Pricing is what you have left when all your other efforts fail to convey value. When the client cannot accurately tell you apart from the competition or has little to no understanding of the work you do, they will resort to price and then seek its lowest form.
Medium of exchange
When you engage in a barter economy, it can be easy to understand the medium of exchange. If I have bananas and you have car parts, we trade, and the transaction is complete. Value has been exchanged satisfactorily between two parties. If I run a banana farm, I have more bananas than I need, so obviously, I am perfectly willing to get rid of them to purchase something I do need. If you happen to own a car parts factory, you have plenty of car parts you are willing to part with, perhaps in exchange for some bananas. Everybody wins. If I have no need for car parts and you have no need for bananas, we simply do not trade.
Money, because of its universal value, creates a psychological attraction—a need. Car parts go in cars; bananas are eaten. If you have no car or are not hungry, your interest in these things will eventually go away. But money can go anywhere and get anything. It creates an emotional bond that is very difficult to break unless you can provide outstanding value that replaces that psychological need money has currently filled in someone’s mind.
How can you convince someone to part with their dollars?
When all else fails, we fall on pricing as our last resort to continue the value exchange. Pricing is one of the key psychological tricks that gets you over the finish line. You need to create a deal.

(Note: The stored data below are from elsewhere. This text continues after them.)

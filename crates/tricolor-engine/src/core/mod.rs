//! Resource ownership and the renderer lifecycle.
//!
//! Drivers in [`crate::window`] own the platform loop; everything here is
//! platform-independent and generic over [`crate::device::GlApi`].

mod lifecycle;
mod resources;

pub use lifecycle::{Lifecycle, LifecycleState};
pub use resources::RenderResources;
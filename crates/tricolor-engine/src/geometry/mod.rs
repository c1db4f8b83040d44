//! Triangle geometry and its GPU buffers.

mod buffer;
mod vertex;

pub use buffer::GeometryBuffers;
pub use vertex::{
    Vertex, VertexAttribute, TRIANGLE_VERTICES, VERTEX_ATTRIBUTES, VERTEX_STRIDE,
};
use anyhow::{Context, Result};
use winit::application::ApplicationHandler;
use winit::event::WindowEvent;
use winit::event_loop::{ActiveEventLoop, ControlFlow, EventLoop};
use winit::window::WindowId;

use crate::core::{Lifecycle, LifecycleState};
use crate::device::{DeviceInit, NativeDevice};

use super::RuntimeConfig;

/// Runs the polling loop until the window is closed.
///
/// Returns the first fatal setup error, if any, after the loop has exited.
pub(super) fn run(event_loop: EventLoop<()>, config: RuntimeConfig, init: DeviceInit) -> Result<()> {
    let mut app = NativeApp::new(config, init);

    event_loop
        .run_app(&mut app)
        .context("winit event loop terminated with error")?;

    match app.fatal.take() {
        Some(e) => Err(e),
        None => Ok(()),
    }
}

struct NativeApp {
    config: RuntimeConfig,
    init: DeviceInit,
    device: Option<NativeDevice>,
    lifecycle: Lifecycle<glow::Context>,
    fatal: Option<anyhow::Error>,
}

impl NativeApp {
    fn new(config: RuntimeConfig, init: DeviceInit) -> Self {
        Self {
            config,
            init,
            device: None,
            lifecycle: Lifecycle::new(),
            fatal: None,
        }
    }

    fn fail(&mut self, event_loop: &ActiveEventLoop, err: anyhow::Error) {
        self.fatal = Some(err);
        event_loop.exit();
    }

    /// Releases GL objects while the context is current, then drops the
    /// surface, context and window.
    fn shutdown(&mut self) {
        let Some(device) = self.device.take() else {
            return;
        };
        self.lifecycle.terminate(device.gl());
        drop(device);
        log::debug!("window and GL context destroyed");
    }
}

impl ApplicationHandler for NativeApp {
    fn resumed(&mut self, event_loop: &ActiveEventLoop) {
        if self.device.is_some() || self.lifecycle.state() != LifecycleState::Uninitialized {
            return;
        }

        let device =
            match NativeDevice::new(event_loop, self.config.window_attributes(), &self.init) {
                Ok(d) => d,
                Err(e) => return self.fail(event_loop, e),
            };

        if let Err(e) = self.lifecycle.start(device.gl()) {
            drop(device);
            return self.fail(event_loop, e.context("renderer setup failed"));
        }

        device.window().request_redraw();
        self.device = Some(device);

        // Never block in the event pump; a frame is drawn every iteration.
        event_loop.set_control_flow(ControlFlow::Poll);
    }

    fn about_to_wait(&mut self, _event_loop: &ActiveEventLoop) {
        if let Some(device) = &self.device {
            device.window().request_redraw();
        }
    }

    fn window_event(
        &mut self,
        event_loop: &ActiveEventLoop,
        _window_id: WindowId,
        event: WindowEvent,
    ) {
        match event {
            WindowEvent::CloseRequested => {
                log::info!("close requested");
                self.shutdown();
                event_loop.exit();
            }

            WindowEvent::RedrawRequested => {
                let Some(device) = &self.device else { return };
                if let Err(e) = self.lifecycle.frame(device.gl(), device) {
                    log::error!("frame failed: {e:#}");
                }
            }

            WindowEvent::Resized(size) => {
                log::debug!("ignoring resize to {}x{}", size.width, size.height);
            }

            _ => {}
        }
    }

    fn exiting(&mut self, _event_loop: &ActiveEventLoop) {
        self.shutdown();
    }
}
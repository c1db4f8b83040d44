use anyhow::Result;

use crate::device::GlApi;
use crate::geometry::GeometryBuffers;
use crate::shader::{BuildReport, ShaderBuilder};

/// The program, vertex array and vertex buffer, owned together.
///
/// Handles are valid from [`RenderResources::init`] until
/// [`RenderResources::release`]; release is idempotent.
#[derive(Debug)]
pub struct RenderResources<G: GlApi> {
    program: Option<G::Program>,
    vertex_array: Option<G::VertexArray>,
    buffer: Option<G::Buffer>,
    report: BuildReport,
}

impl<G: GlApi> RenderResources<G> {
    /// Builds the embedded shader program, then uploads the triangle.
    pub fn init(gl: &G) -> Result<Self> {
        Self::init_with(gl, &ShaderBuilder::default())
    }

    pub fn init_with(gl: &G, shaders: &ShaderBuilder<'_>) -> Result<Self> {
        let program = shaders.build(gl)?;

        let geometry = match GeometryBuffers::upload(gl, program.handle) {
            Ok(g) => g,
            Err(e) => {
                gl.delete_program(program.handle);
                return Err(e);
            }
        };

        Ok(Self {
            program: Some(program.handle),
            vertex_array: Some(geometry.vertex_array),
            buffer: Some(geometry.buffer),
            report: program.report,
        })
    }

    /// Shader build outcome.
    pub fn report(&self) -> &BuildReport {
        &self.report
    }

    /// Program and vertex array, or `None` once released.
    pub fn draw_handles(&self) -> Option<(G::Program, G::VertexArray)> {
        Some((self.program?, self.vertex_array?))
    }

    pub fn is_released(&self) -> bool {
        self.program.is_none() && self.vertex_array.is_none() && self.buffer.is_none()
    }

    /// Deletes whatever handles are still held. Further calls do nothing.
    pub fn release(&mut self, gl: &G) {
        if let Some(vao) = self.vertex_array.take() {
            gl.delete_vertex_array(vao);
        }
        if let Some(buffer) = self.buffer.take() {
            gl.delete_buffer(buffer);
        }
        if let Some(program) = self.program.take() {
            gl.delete_program(program);
        }
    }
}
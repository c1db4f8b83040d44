//! GL device management.
//!
//! This module is responsible for:
//! - creating the window together with an OpenGL ES 3.0 / WebGL2 context
//! - exposing the GL entry points the renderer uses through [`GlApi`]
//! - presenting finished frames through [`Present`]

mod api;
mod glow_api;
mod init;

#[cfg(not(target_arch = "wasm32"))]
mod native;
#[cfg(target_arch = "wasm32")]
mod web;

#[cfg(test)]
pub(crate) mod recording;

pub use api::{GlApi, Present, ShaderStage};
pub use init::DeviceInit;

#[cfg(not(target_arch = "wasm32"))]
pub use native::NativeDevice;
#[cfg(target_arch = "wasm32")]
pub use web::{WebDevice, CANVAS_ID};
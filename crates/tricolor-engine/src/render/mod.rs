//! Per-frame rendering.

mod frame;

pub use frame::{FrameRenderer, CLEAR_COLOR, TRIANGLE_VERTEX_COUNT};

A deal is simply a mechanism for which the client feels that what you offer is worth more to them than the money in their pocket. Pricing can help shape and present specific aspects of that value calculation. Pricing enables you to communicate a great deal. Here are some simple psychological tricks to incorporate into your pricing scheme.
Smaller first digits
Our brain encodes numbers so quickly that a smaller first digit is often enough to make a price seem much less. $2.99, for example, seems a lot less than $3.00. If you put something at $9.99 rather than $10.00, the simple act of three digits is way more impactful than four digits, and that has something to do with our base understanding of numbers. Our numerical system in the Western world is based on the number 10. If you can lower the highest value, you reduce the overall value.
$2.99 $3.00
Syllables
Think about how you pronounce things, even in your head. People do not usually say prices out loud. Studies have shown that people perceive phonetically shorter prices as being cheaper. Imagine how this might work in your brain now that you are reading this. Think only about how this sounds in your head: is $11.77 a higher number than $12.99?
$11.77 $12.99
Grammar
In the United States, we use commas to note thousands. In Europe, they use a period or a dot. Remove them. Research shows that removing the commas makes the price seem lower. $1,499 versus $1499, for example.
$1,499 $1499
Visual contrast
Let’s be honest; lots of people are not good at math. When put on the spot, they mess it up, or they guess. If they are embarrassed at their inability to do the math, they avoid it altogether. If something is $100, this trick probably won’t work as well, but for anything under $100, use it to your advantage.
$20 $4 off with coupon $20 20% off with coupon
Consider these slight psychological tricks when you are trying to determine your product or service’s price. Price matters once you’ve gotten to the point where they can no longer determine what your value is against the competition. That doesn’t mean you have to settle with a price war. Give it one last good fight.